Mais d'abord il ne faudrait pas se tromper sur les effets de la colonisation par le prestige. Nous appelons ainsi cette forme de propagande psychologique par laquelle l'Américain prétend forcer même son adversaire à se conformer à ses méthodes, à descendre sur son propre terrain, c'est-à-dire celui du progrès technique et du succès quantitatif. Lorsque M. Dubreuil ou même M. Pomaret proposent de s'inspirer des méthodes américaines, le premier par admiration béate et avec la plate humilité du réformiste, le second au nom du réalisme, et prétendent endiguer ainsi la marée américaine, il ne faut pas que ces « grœculi », vassaux intellectuels du vainqueur, nous fassent croire qu'en agissant ainsi, l'Europe peut, même matériellement, sauver sa terre aux dépens de son esprit. Au sens le plus précis du mot, c'est l'esprit qui vivifie, et si la France ou l'Allemagne adopte la rationalisation à l'américaine et le mythe de la production, fût-ce contre l'Amérique, elle ne sauvera rien du tout, même pas ses frontières, même pas ses industries. Au fond Tardieu est plus franc, lorsque, sans même essayer de sauver la face, il lie la France à la Banque américaine et l'inonde d'œuvres philanthropiques yankees. Admettons même que l'Amérique, colonisant par son prestige, laisse aux peuples européens le temps de s'adapter à la rationalisation et d'en tirer ce qu'on est convenu d'appeler les bénéfices, elle conserve encore sur eux l'immense avantage de son sol aux matières premières presque neuves, et de l'avance qu'elle a prise sur toutes les autres nations. Elle reste toujours la plus forte, même en présence de pays qui ont cherché à l'imiter. Un exemple récent le montre : c'est celui de l'Allemagne qui, ayant voulu rationaliser à outrance à l'instar des États-Unis, dans l'espoir de se débarrasser plus vite et de l'obligation des traités, et de la mainmise de la finance étrangère, s'est trouvée acculée à une crise d'une gravité sans précédent, qui la contraint à appeler au secours cette même finance internationale et particulièrement américaine, de l'emprise de laquelle elle avait espéré se dégager, en s'équipant à sa manière.

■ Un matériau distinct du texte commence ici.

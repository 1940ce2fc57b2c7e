//! Parsed, immutable query paths.
//!
//! A [`Query`] is one position inside a path produced by the parser. All
//! positions of the same parse share one `Arc`'d node vector; navigation
//! only changes the index. Reconstruction (`with_make`, `plus`, ...) renders
//! a new specification string and parses it again.

use std::cmp::Ordering;
use std::fmt;
use std::hash::{Hash, Hasher};
use std::str::FromStr;
use std::sync::Arc;

use crate::errors::{ParseError, ReadError, Result, WriteError};
use crate::flags::{Flags, Kind, Mode};
use crate::parser::{self, ESCAPE, RESERVED};

/// One parsed path segment.
#[derive(Debug)]
pub(crate) struct Node {
    /// Attribute name, index digits, or bracketed sub-query literal.
    pub(crate) text: String,
    pub(crate) flags: Flags,
    pub(crate) sub: Option<Query>,
}

#[derive(Debug)]
struct Path {
    nodes: Vec<Node>,
    spec: String,
}

/// A position in a parsed query path.
#[derive(Clone)]
pub struct Query {
    path: Arc<Path>,
    seq: usize,
}

impl Query {
    /// Parse a query specification. Same as [`parser::parse`].
    pub fn parse(spec: &str) -> std::result::Result<Self, ParseError> {
        parser::parse(spec)
    }

    pub(crate) fn from_nodes(nodes: Vec<Node>) -> Self {
        let spec = render(&nodes, None, written);
        Self {
            path: Arc::new(Path { nodes, spec }),
            seq: 0,
        }
    }

    fn node(&self) -> &Node {
        &self.path.nodes[self.seq]
    }

    fn at(&self, seq: usize) -> Self {
        Self {
            path: Arc::clone(&self.path),
            seq,
        }
    }

    pub fn root(&self) -> Self {
        self.at(0)
    }

    pub fn leaf(&self) -> Self {
        self.at(self.len() - 1)
    }

    /// The preceding node.
    ///
    /// # Panics
    ///
    /// When called on the root; check [`Query::is_root`] first.
    pub fn prev(&self) -> Self {
        assert!(!self.is_root(), "prev() called on the root of '{}'", self.spec());
        self.at(self.seq - 1)
    }

    /// The following node.
    ///
    /// # Panics
    ///
    /// When called on the leaf; check [`Query::is_leaf`] first.
    pub fn next(&self) -> Self {
        assert!(!self.is_leaf(), "next() called on the leaf of '{}'", self.spec());
        self.at(self.seq + 1)
    }

    /// Every node of the path, root first.
    pub fn nodes(&self) -> impl Iterator<Item = Query> + '_ {
        (0..self.len()).map(move |seq| self.at(seq))
    }

    /// Number of nodes in the path.
    pub fn len(&self) -> usize {
        self.path.nodes.len()
    }

    /// Always false: the parser never produces an empty path.
    pub fn is_empty(&self) -> bool {
        self.path.nodes.is_empty()
    }

    pub fn seq(&self) -> usize {
        self.seq
    }

    pub fn flags(&self) -> Flags {
        self.node().flags
    }

    pub fn kind(&self) -> Kind {
        self.node().flags.kind()
    }

    /// Attribute name, index digits, or sub-query literal of this node.
    pub fn text(&self) -> &str {
        &self.node().text
    }

    /// Array index addressed by this node, if it is a plain index.
    pub fn index(&self) -> Option<usize> {
        let flags = self.flags();
        (flags.is_array() && !flags.is_append() && !flags.is_subquery())
            .then(|| flags.value() as usize)
    }

    /// Parsed bracketed sub-query of a dynamic node.
    pub fn subquery(&self) -> Option<&Query> {
        self.node().sub.as_ref()
    }

    /// Canonical specification of the whole path, without markers.
    pub fn spec(&self) -> &str {
        &self.path.spec
    }

    pub fn is_root(&self) -> bool {
        self.flags().is_root()
    }

    pub fn is_leaf(&self) -> bool {
        self.flags().is_leaf()
    }

    pub fn is_single(&self) -> bool {
        self.flags().is_single()
    }

    pub fn is_self(&self) -> bool {
        self.flags().is_self()
    }

    pub fn is_append(&self) -> bool {
        self.flags().is_append()
    }

    pub fn is_maybe(&self) -> bool {
        self.flags().is_maybe()
    }

    pub fn is_make(&self) -> bool {
        self.flags().is_make()
    }

    pub fn is_overwrite(&self) -> bool {
        self.flags().is_overwrite()
    }

    pub fn is_delete(&self) -> bool {
        self.flags().is_delete()
    }

    pub fn is_move(&self) -> bool {
        self.flags().is_move()
    }

    pub fn is_write(&self) -> bool {
        self.flags().is_write()
    }

    pub fn is_indeterministic(&self) -> bool {
        self.flags().is_indeterministic()
    }

    pub fn is_dynamic(&self) -> bool {
        self.flags().is_subquery()
    }

    /// Append `other` as trailing segments and parse the result.
    pub fn plus(&self, other: &Query) -> std::result::Result<Query, ParseError> {
        parser::parse(&format!("{}.{}", self.spec(), other.spec()))
    }

    /// Append one literal attribute name and parse the result.
    pub fn plus_text(&self, text: &str) -> std::result::Result<Query, ParseError> {
        if text.is_empty() {
            return Err(ParseError::UnexpectedToken {
                token: '.',
                position: self.spec().len(),
            });
        }
        parser::parse(&format!("{}.{}", self.spec(), escape(text)))
    }

    /// Same path with `$` written on this node.
    pub fn with_make(&self) -> std::result::Result<Query, ParseError> {
        self.rebuild(|commands| commands | Mode::MAKE)
    }

    /// Same path with `=` written on this node.
    pub fn with_overwrite(&self) -> std::result::Result<Query, ParseError> {
        self.rebuild(|commands| commands | Mode::OVERWRITE)
    }

    /// Same path with `=` removed from this node.
    pub fn without_overwrite(&self) -> std::result::Result<Query, ParseError> {
        self.rebuild(|commands| commands - Mode::OVERWRITE)
    }

    fn rebuild(&self, edit: impl FnOnce(Mode) -> Mode) -> std::result::Result<Query, ParseError> {
        let commands = edit(self.flags().commands());
        let seq = self.seq;
        let spec = render(&self.path.nodes, None, |i, node| {
            if i == seq {
                commands
            } else {
                written(i, node)
            }
        });
        Ok(parser::parse(&spec)?.at(self.seq))
    }

    /// Split a move query into its source and destination queries.
    pub fn segments(&self) -> Result<(Query, Query)> {
        let nodes = &self.path.nodes;
        let marker = nodes
            .iter()
            .position(|node| node.flags.is_move_marker())
            .filter(|_| self.is_move())
            .ok_or_else(|| WriteError::UnsegmentedMove(self.spec().to_string()))?;
        let (head, tail) = nodes.split_at(marker + 1);
        // `=` is global and `$` runs forward, so both belong to the destination
        let mut carried = Mode::empty();
        if self.is_overwrite() {
            carried |= Mode::OVERWRITE;
        }
        if head.iter().any(|node| node.flags.commands().contains(Mode::MAKE)) {
            carried |= Mode::MAKE;
        }
        let source = render(head, None, |_, node| {
            node.flags.commands() - (Mode::OVERWRITE | Mode::MAKE)
        });
        let destination = render(tail, None, |i, node| {
            if i == 0 {
                node.flags.commands() | carried
            } else {
                node.flags.commands()
            }
        });
        Ok((parser::parse(&source)?, parser::parse(&destination)?))
    }

    pub fn must_be_readonly(&self) -> std::result::Result<(), ReadError> {
        if self.is_write() || self.is_move() {
            return Err(ReadError::NotReadonly(self.spec().to_string()));
        }
        Ok(())
    }
}

/// Escape `text` so that it parses back as one attribute segment.
pub fn escape(text: &str) -> String {
    let numeric = !text.is_empty() && text.bytes().all(|b| b.is_ascii_digit());
    let mut out = String::with_capacity(text.len() + 1);
    for (i, c) in text.chars().enumerate() {
        let reserved = u8::try_from(c).is_ok_and(|b| RESERVED.contains(&b));
        if reserved || (numeric && i == 0) {
            out.push(char::from(ESCAPE));
        }
        out.push(c);
    }
    out
}

fn written(_: usize, node: &Node) -> Mode {
    node.flags.commands()
}

/// Render nodes back to a specification. `marker` places `@` before that
/// node; `commands` picks the commands written on each node.
fn render(
    nodes: &[Node],
    marker: Option<usize>,
    commands: impl Fn(usize, &Node) -> Mode,
) -> String {
    let mut out = String::new();
    for (i, node) in nodes.iter().enumerate() {
        if i > 0 {
            out.push(if nodes[i - 1].flags.is_move_marker() { '>' } else { '.' });
        }
        if marker == Some(i) {
            out.push('@');
        }
        out.push_str(&Flags::prefix_of(commands(i, node)));
        let flags = node.flags;
        if flags.is_subquery() {
            out.push('[');
            out.push_str(&node.text);
            out.push(']');
        } else if flags.is_array() && !flags.is_append() {
            out.push_str(&flags.value().to_string());
        } else {
            // self and append nodes carry no text
            out.push_str(&escape(&node.text));
        }
    }
    out
}

impl fmt::Display for Query {
    fn fmt(&self, f: &mut fmt::Formatter<'_>) -> fmt::Result {
        if self.seq == 0 {
            return f.write_str(self.spec());
        }
        f.write_str(&render(&self.path.nodes, Some(self.seq), written))
    }
}

impl fmt::Debug for Query {
    fn fmt(&self, f: &mut fmt::Formatter<'_>) -> fmt::Result {
        let marked = if self.is_indeterministic() {
            format!("~{self}")
        } else {
            self.to_string()
        };
        f.debug_struct("Query")
            .field("spec", &marked)
            .field("flags", &format_args!("{}", self.flags()))
            .finish()
    }
}

impl PartialEq for Query {
    fn eq(&self, other: &Self) -> bool {
        self.seq == other.seq && self.spec() == other.spec()
    }
}

impl Eq for Query {}

impl Hash for Query {
    fn hash<H: Hasher>(&self, state: &mut H) {
        self.spec().hash(state);
        self.seq.hash(state);
    }
}

impl PartialOrd for Query {
    fn partial_cmp(&self, other: &Self) -> Option<Ordering> {
        Some(self.cmp(other))
    }
}

impl Ord for Query {
    fn cmp(&self, other: &Self) -> Ordering {
        (self.spec(), self.seq).cmp(&(other.spec(), other.seq))
    }
}

impl FromStr for Query {
    type Err = ParseError;

    fn from_str(spec: &str) -> std::result::Result<Self, Self::Err> {
        parser::parse(spec)
    }
}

D'ailleurs, en réalité, la colonisation par le prestige ne peut jamais être séparée de la colonisation brutale. La seule différence possible est que parfois elle la précède et d'autres fois elle la suive. Quand le prestige est le premier à coloniser un pays, il est le meilleur fourrier de la conquête matérielle : en effet ce sont les ressorts mêmes de toute résistance qui sont brisés par l'acceptation du prestige, et si parfois on lutte encore de façon instinctive, on ne sait plus pour quoi lutter. La colonisation brutale, lorsqu’au contraire elle apparaît la première, ne néglige d'ailleurs pas pour cela les facteurs de la propagande. Le colonisateur ne se réclame pas de la virtu du conquérant ; il condamne la violence, tout comme le préfet de police ; il s'appuie sur le médecin, comme sur le pasteur et le missionnaire ; et dans les pays où sa poigne est la plus brutale, il affecte de protéger toujours les parias, les femmes et les petits enfants, de préférence dégénérés ou incurables, contre les aristocraties viriles et contre les traditions guerrières. Autant que possible, il ne combat pas lui-même ; il cherche à gagner à sa cause une tribu plus vénale ou plus politicienne que les autres. Il corrompt par l'or et par la parole; et si parfois un soldat à son service tire l'épée comme pour la guerre de conquête, où à l'origine les adversaires combattaient sur le même plan, il est sévèrement blâmé pour cette erreur de tactique.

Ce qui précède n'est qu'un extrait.